// storefront/src/options.rs

use crate::catalog::DEFAULT_PAGE_SIZE;
use crate::error::{Result, StorefrontError};

/// Construction-time settings for `AppController`.
#[derive(Debug, Clone, PartialEq, Eq)]
pub struct StorefrontOptions {
  /// Products fetched by the catalog load.
  pub page_size: usize,
}

impl Default for StorefrontOptions {
  fn default() -> Self {
    Self {
      page_size: DEFAULT_PAGE_SIZE,
    }
  }
}

impl StorefrontOptions {
  pub fn with_page_size(page_size: usize) -> Result<Self> {
    if page_size == 0 {
      return Err(StorefrontError::Config("page size must be at least 1".to_string()));
    }
    Ok(Self { page_size })
  }
}
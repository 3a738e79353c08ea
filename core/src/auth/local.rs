// storefront/src/auth/local.rs

use crate::auth::{AuthSession, AuthState, AuthSubscription};
use crate::error::StorefrontError;
use crate::models::User;
use async_trait::async_trait;
use tokio::sync::watch;
use tracing::{event, Level};

/// An in-process session that signs in a fixed account.
///
/// Starts in the loading state; `finish_loading` plays the part of the
/// provider restoring (or not) a previous session.
pub struct LocalAuthSession {
  account: User,
  tx: watch::Sender<AuthState>,
}

impl LocalAuthSession {
  pub fn new(account: User) -> Self {
    let (tx, _rx) = watch::channel(AuthState::loading());
    Self { account, tx }
  }

  pub fn account(&self) -> &User {
    &self.account
  }

  /// Ends the loading phase, signed in as `restored` or signed out.
  pub fn finish_loading(&self, restored: Option<User>) {
    let state = match restored {
      Some(user) => AuthState::signed_in(user),
      None => AuthState::signed_out(),
    };
    self.publish(state);
  }

  pub fn state(&self) -> AuthState {
    self.tx.borrow().clone()
  }

  /// Publishes `state` to every subscriber.
  pub fn publish(&self, state: AuthState) {
    event!(Level::DEBUG, user = ?state.user.as_ref().map(|u| &u.id), is_loading = state.is_loading, "Auth state published.");
    self.tx.send_replace(state);
  }
}

#[async_trait]
impl AuthSession for LocalAuthSession {
  fn subscribe(&self) -> AuthSubscription {
    AuthSubscription::new(self.tx.subscribe())
  }

  async fn login(&self) -> Result<(), StorefrontError> {
    event!(Level::INFO, user_id = %self.account.id, "Signing in.");
    self.publish(AuthState::signed_in(self.account.clone()));
    Ok(())
  }

  async fn logout(&self) -> Result<(), StorefrontError> {
    event!(Level::INFO, "Signing out.");
    self.publish(AuthState::signed_out());
    Ok(())
  }
}
// storefront/src/lib.rs

//! Storefront: the cart synchronization and catalog view model of a
//! storefront client.
//!
//! The crate keeps cart state, sign-in state and a remote collection store
//! consistent across asynchronous operations:
//!  - `CatalogView` fetches products and categories once and derives the
//!    searched, filtered and sorted projection.
//!  - `CartStore` owns the signed-in user's cart lines and the product
//!    lookup used to price them; every mutation writes, then reloads.
//!  - `AppController` composes both with an `AuthSession`, owns the view
//!    state and sequences loads against auth transitions.
//!  - Multi-step commands run on a small ordered-step `Workflow` engine.
//!
//! The hosted store and the auth provider are consumed through the
//! `RemoteCollectionClient` and `AuthSession` traits. In-process
//! implementations of both ship for tests and demos.

pub mod auth;
pub mod cart;
pub mod catalog;
pub mod controller;
pub mod error;
pub mod models;
pub mod options;
pub mod remote;
pub mod workflow;

// --- Re-exports for the Public API ---

pub use crate::auth::{AuthSession, AuthState, AuthSubscription, LocalAuthSession};
pub use crate::cart::{CartLine, CartStore};
pub use crate::catalog::{normalize_category_slug, CatalogView, PriceRange, ProductFilter, SortKey, ALL_CATEGORIES};
pub use crate::controller::{AppController, SessionHandle, SessionPhase, UiState};
pub use crate::error::{Result, StoreError, StorefrontError, WorkflowError};
pub use crate::models::{CartItem, Category, Product, User};
pub use crate::options::StorefrontOptions;
pub use crate::remote::{Collection, ListOptions, MemoryCollectionClient, Operation, RemoteCollectionClient};
pub use crate::workflow::{ContextData, StepControl, Workflow, WorkflowOutcome};
// storefront/src/workflow/context_data.rs

use parking_lot::{RwLock, RwLockReadGuard, RwLockWriteGuard};
use std::sync::Arc;

/// Shared, lockable state handed to workflow steps and held by the stores.
///
/// Cloning is cheap and yields another handle to the same data.
///
/// IMPORTANT: guards are blocking and MUST NOT be held across `.await`
/// suspension points. Copy out what you need, drop the guard, then await.
#[derive(Debug)]
pub struct ContextData<T: Send + Sync + 'static>(Arc<RwLock<T>>);

impl<T: Send + Sync + 'static> ContextData<T> {
  pub fn new(data: T) -> Self {
    ContextData(Arc::new(RwLock::new(data)))
  }

  pub fn read(&self) -> RwLockReadGuard<'_, T> {
    self.0.read()
  }

  pub fn write(&self) -> RwLockWriteGuard<'_, T> {
    self.0.write()
  }

  /// Runs `f` under a read lock and returns its result; the guard never escapes.
  pub fn with<R>(&self, f: impl FnOnce(&T) -> R) -> R {
    f(&self.0.read())
  }

  /// Runs `f` under a write lock and returns its result.
  pub fn update<R>(&self, f: impl FnOnce(&mut T) -> R) -> R {
    f(&mut self.0.write())
  }
}

impl<T: Send + Sync + 'static> Clone for ContextData<T> {
  fn clone(&self) -> Self {
    ContextData(Arc::clone(&self.0))
  }
}

impl<T: Send + Sync + 'static + Default> Default for ContextData<T> {
  fn default() -> Self {
    Self::new(Default::default())
  }
}
// storefront_demo/src/main.rs

mod config;
mod errors;
mod seed;
mod session;

use crate::config::DemoConfig;
use std::sync::Arc;
use storefront::{AppController, LocalAuthSession, MemoryCollectionClient, User};
use tracing::Level;
use tracing_subscriber::fmt::format::FmtSpan;

#[tokio::main]
async fn main() -> anyhow::Result<()> {
  tracing_subscriber::fmt()
    .with_max_level(Level::INFO) // Default level
    .with_env_filter(tracing_subscriber::EnvFilter::from_default_env()) // Allow RUST_LOG override
    .with_span_events(FmtSpan::CLOSE) // Log when spans close, showing duration
    .init();

  tracing::info!("Starting storefront demo...");

  let config = match DemoConfig::from_env() {
    Ok(cfg) => cfg,
    Err(e) => {
      tracing::error!(error = %e, "Failed to load demo configuration.");
      return Err(e.into());
    }
  };

  let client = Arc::new(MemoryCollectionClient::new());
  if config.seed_catalog {
    seed::seed_catalog(&client)?;
  } else {
    tracing::info!("Catalog seeding disabled; the catalog will be empty.");
  }

  let auth = Arc::new(LocalAuthSession::new(User::new(
    config.demo_user_id.clone(),
    config.demo_user_email.clone(),
  )));
  let controller = AppController::new(auth.clone(), client.clone(), config.storefront_options()?);

  session::run(&controller, &auth).await?;

  tracing::info!(remote_calls = client.call_count(), "Storefront demo finished.");
  Ok(())
}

# # # # #

— WORK ITEM —
In the listing above, count the lines that contain "main". Give the number and nothing else.

— ANSWER SPACE —
3